» How to complete this task
Each record must be reproduced exactly as it is shown.

» Material shown
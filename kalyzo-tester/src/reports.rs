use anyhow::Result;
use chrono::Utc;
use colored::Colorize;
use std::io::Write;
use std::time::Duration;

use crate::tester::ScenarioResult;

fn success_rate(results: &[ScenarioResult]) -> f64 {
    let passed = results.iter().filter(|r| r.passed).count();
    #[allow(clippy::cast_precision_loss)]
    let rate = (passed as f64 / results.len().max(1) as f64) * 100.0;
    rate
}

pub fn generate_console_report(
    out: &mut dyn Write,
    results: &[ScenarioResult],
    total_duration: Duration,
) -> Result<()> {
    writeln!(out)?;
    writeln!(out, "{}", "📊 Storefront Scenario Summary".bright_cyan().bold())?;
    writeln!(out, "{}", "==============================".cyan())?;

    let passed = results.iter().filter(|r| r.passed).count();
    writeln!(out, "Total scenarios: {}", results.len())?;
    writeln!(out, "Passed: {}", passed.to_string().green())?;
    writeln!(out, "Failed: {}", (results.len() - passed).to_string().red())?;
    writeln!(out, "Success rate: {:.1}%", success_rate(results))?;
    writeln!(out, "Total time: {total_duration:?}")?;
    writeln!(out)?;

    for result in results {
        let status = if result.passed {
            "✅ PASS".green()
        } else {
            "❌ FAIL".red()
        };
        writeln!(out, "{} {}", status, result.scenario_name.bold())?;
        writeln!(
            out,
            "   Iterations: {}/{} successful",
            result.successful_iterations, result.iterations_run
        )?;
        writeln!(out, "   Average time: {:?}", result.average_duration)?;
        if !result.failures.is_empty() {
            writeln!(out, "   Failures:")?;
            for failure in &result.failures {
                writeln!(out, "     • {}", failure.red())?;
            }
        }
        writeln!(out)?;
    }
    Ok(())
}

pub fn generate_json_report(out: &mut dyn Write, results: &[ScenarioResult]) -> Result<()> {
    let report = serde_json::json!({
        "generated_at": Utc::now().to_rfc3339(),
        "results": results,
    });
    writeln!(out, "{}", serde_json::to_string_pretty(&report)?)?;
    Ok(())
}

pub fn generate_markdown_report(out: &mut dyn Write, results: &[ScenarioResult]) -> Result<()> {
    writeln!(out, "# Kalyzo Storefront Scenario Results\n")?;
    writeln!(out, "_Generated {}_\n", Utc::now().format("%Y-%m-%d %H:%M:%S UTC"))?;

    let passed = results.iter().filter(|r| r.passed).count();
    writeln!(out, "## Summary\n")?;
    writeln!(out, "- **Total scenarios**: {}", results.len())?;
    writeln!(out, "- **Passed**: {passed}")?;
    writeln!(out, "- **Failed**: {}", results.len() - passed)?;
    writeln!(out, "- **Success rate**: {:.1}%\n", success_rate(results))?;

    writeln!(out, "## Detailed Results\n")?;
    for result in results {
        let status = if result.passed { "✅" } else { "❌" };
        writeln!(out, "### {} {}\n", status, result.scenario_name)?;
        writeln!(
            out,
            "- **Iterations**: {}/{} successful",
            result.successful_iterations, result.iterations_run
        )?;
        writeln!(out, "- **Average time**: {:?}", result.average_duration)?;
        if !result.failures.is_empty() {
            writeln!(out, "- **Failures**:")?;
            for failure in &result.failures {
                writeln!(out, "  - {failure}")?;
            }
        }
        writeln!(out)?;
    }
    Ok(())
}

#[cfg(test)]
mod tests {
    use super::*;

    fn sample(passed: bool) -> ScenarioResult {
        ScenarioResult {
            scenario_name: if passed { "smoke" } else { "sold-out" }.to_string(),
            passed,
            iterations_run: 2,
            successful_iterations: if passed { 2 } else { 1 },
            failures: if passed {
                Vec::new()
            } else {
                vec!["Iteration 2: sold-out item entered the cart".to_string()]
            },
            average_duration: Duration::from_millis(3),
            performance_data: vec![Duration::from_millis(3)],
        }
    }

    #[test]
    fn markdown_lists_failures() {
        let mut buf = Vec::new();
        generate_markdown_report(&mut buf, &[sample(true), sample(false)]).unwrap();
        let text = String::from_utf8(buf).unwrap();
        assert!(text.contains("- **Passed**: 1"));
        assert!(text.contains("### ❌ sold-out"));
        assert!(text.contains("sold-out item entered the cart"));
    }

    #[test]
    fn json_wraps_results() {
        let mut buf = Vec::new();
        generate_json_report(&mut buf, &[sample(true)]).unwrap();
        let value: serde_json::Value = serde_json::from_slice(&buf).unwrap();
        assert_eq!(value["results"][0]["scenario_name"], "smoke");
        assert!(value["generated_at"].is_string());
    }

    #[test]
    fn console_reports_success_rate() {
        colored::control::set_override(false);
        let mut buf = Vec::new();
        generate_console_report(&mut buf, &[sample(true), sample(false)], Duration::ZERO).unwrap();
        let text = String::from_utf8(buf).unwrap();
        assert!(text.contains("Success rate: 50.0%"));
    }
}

» Output of the task
filename kalyzo-tester/src/reports.rs
use anyhow::Result;
use chrono::Utc;
use colored::Colorize;
use std::io::Write;
use std::time::Duration;

use crate::tester::ScenarioResult;

fn success_rate(results: &[ScenarioResult]) -> f64 {
    let passed = results.iter().filter(|r| r.passed).count();
    #[allow(clippy::cast_precision_loss)]
    let rate = (passed as f64 / results.len().max(1) as f64) * 100.0;
    rate
}

pub fn generate_console_report(
    out: &mut dyn Write,
    results: &[ScenarioResult],
    total_duration: Duration,
) -> Result<()> {
    writeln!(out)?;
    writeln!(out, "{}", "📊 Storefront Scenario Summary".bright_cyan().bold())?;
    writeln!(out, "{}", "==============================".cyan())?;

    let passed = results.iter().filter(|r| r.passed).count();
    writeln!(out, "Total scenarios: {}", results.len())?;
    writeln!(out, "Passed: {}", passed.to_string().green())?;
    writeln!(out, "Failed: {}", (results.len() - passed).to_string().red())?;
    writeln!(out, "Success rate: {:.1}%", success_rate(results))?;
    writeln!(out, "Total time: {total_duration:?}")?;
    writeln!(out)?;

    for result in results {
        let status = if result.passed {
            "✅ PASS".green()
        } else {
            "❌ FAIL".red()
        };
        writeln!(out, "{} {}", status, result.scenario_name.bold())?;
        writeln!(
            out,
            "   Iterations: {}/{} successful",
            result.successful_iterations, result.iterations_run
        )?;
        writeln!(out, "   Average time: {:?}", result.average_duration)?;
        if !result.failures.is_empty() {
            writeln!(out, "   Failures:")?;
            for failure in &result.failures {
                writeln!(out, "     • {}", failure.red())?;
            }
        }
        writeln!(out)?;
    }
    Ok(())
}

pub fn generate_json_report(out: &mut dyn Write, results: &[ScenarioResult]) -> Result<()> {
    let report = serde_json::json!({
        "generated_at": Utc::now().to_rfc3339(),
        "results": results,
    });
    writeln!(out, "{}", serde_json::to_string_pretty(&report)?)?;
    Ok(())
}

pub fn generate_markdown_report(out: &mut dyn Write, results: &[ScenarioResult]) -> Result<()> {
    writeln!(out, "# Kalyzo Storefront Scenario Results\n")?;
    writeln!(out, "_Generated {}_\n", Utc::now().format("%Y-%m-%d %H:%M:%S UTC"))?;

    let passed = results.iter().filter(|r| r.passed).count();
    writeln!(out, "## Summary\n")?;
    writeln!(out, "- **Total scenarios**: {}", results.len())?;
    writeln!(out, "- **Passed**: {passed}")?;
    writeln!(out, "- **Failed**: {}", results.len() - passed)?;
    writeln!(out, "- **Success rate**: {:.1}%\n", success_rate(results))?;

    writeln!(out, "## Detailed Results\n")?;
    for result in results {
        let status = if result.passed { "✅" } else { "❌" };
        writeln!(out, "### {} {}\n", status, result.scenario_name)?;
        writeln!(
            out,
            "- **Iterations**: {}/{} successful",
            result.successful_iterations, result.iterations_run
        )?;
        writeln!(out, "- **Average time**: {:?}", result.average_duration)?;
        if !result.failures.is_empty() {
            writeln!(out, "- **Failures**:")?;
            for failure in &result.failures {
                writeln!(out, "  - {failure}")?;
            }
        }
        writeln!(out)?;
    }
    Ok(())
}

#[cfg(test)]
mod tests {
    use super::*;

    fn sample(passed: bool) -> ScenarioResult {
        ScenarioResult {
            scenario_name: if passed { "smoke" } else { "sold-out" }.to_string(),
            passed,
            iterations_run: 2,
            successful_iterations: if passed { 2 } else { 1 },
            failures: if passed {
                Vec::new()
            } else {
                vec!["Iteration 2: sold-out item entered the cart".to_string()]
            },
            average_duration: Duration::from_millis(3),
            performance_data: vec![Duration::from_millis(3)],
        }
    }

    #[test]
    fn markdown_lists_failures() {
        let mut buf = Vec::new();
        generate_markdown_report(&mut buf, &[sample(true), sample(false)]).unwrap();
        let text = String::from_utf8(buf).unwrap();
        assert!(text.contains("- **Passed**: 1"));
        assert!(text.contains("### ❌ sold-out"));
        assert!(text.contains("sold-out item entered the cart"));
    }

    #[test]
    fn json_wraps_results() {
        let mut buf = Vec::new();
        generate_json_report(&mut buf, &[sample(true)]).unwrap();
        let value: serde_json::Value = serde_json::from_slice(&buf).unwrap();
        assert_eq!(value["results"][0]["scenario_name"], "smoke");
        assert!(value["generated_at"].is_string());
    }

    #[test]
    fn console_reports_success_rate() {
        colored::control::set_override(false);
        let mut buf = Vec::new();
        generate_console_report(&mut buf, &[sample(true), sample(false)], Duration::ZERO).unwrap();
        let text = String::from_utf8(buf).unwrap();
        assert!(text.contains("Success rate: 50.0%"));
    }
}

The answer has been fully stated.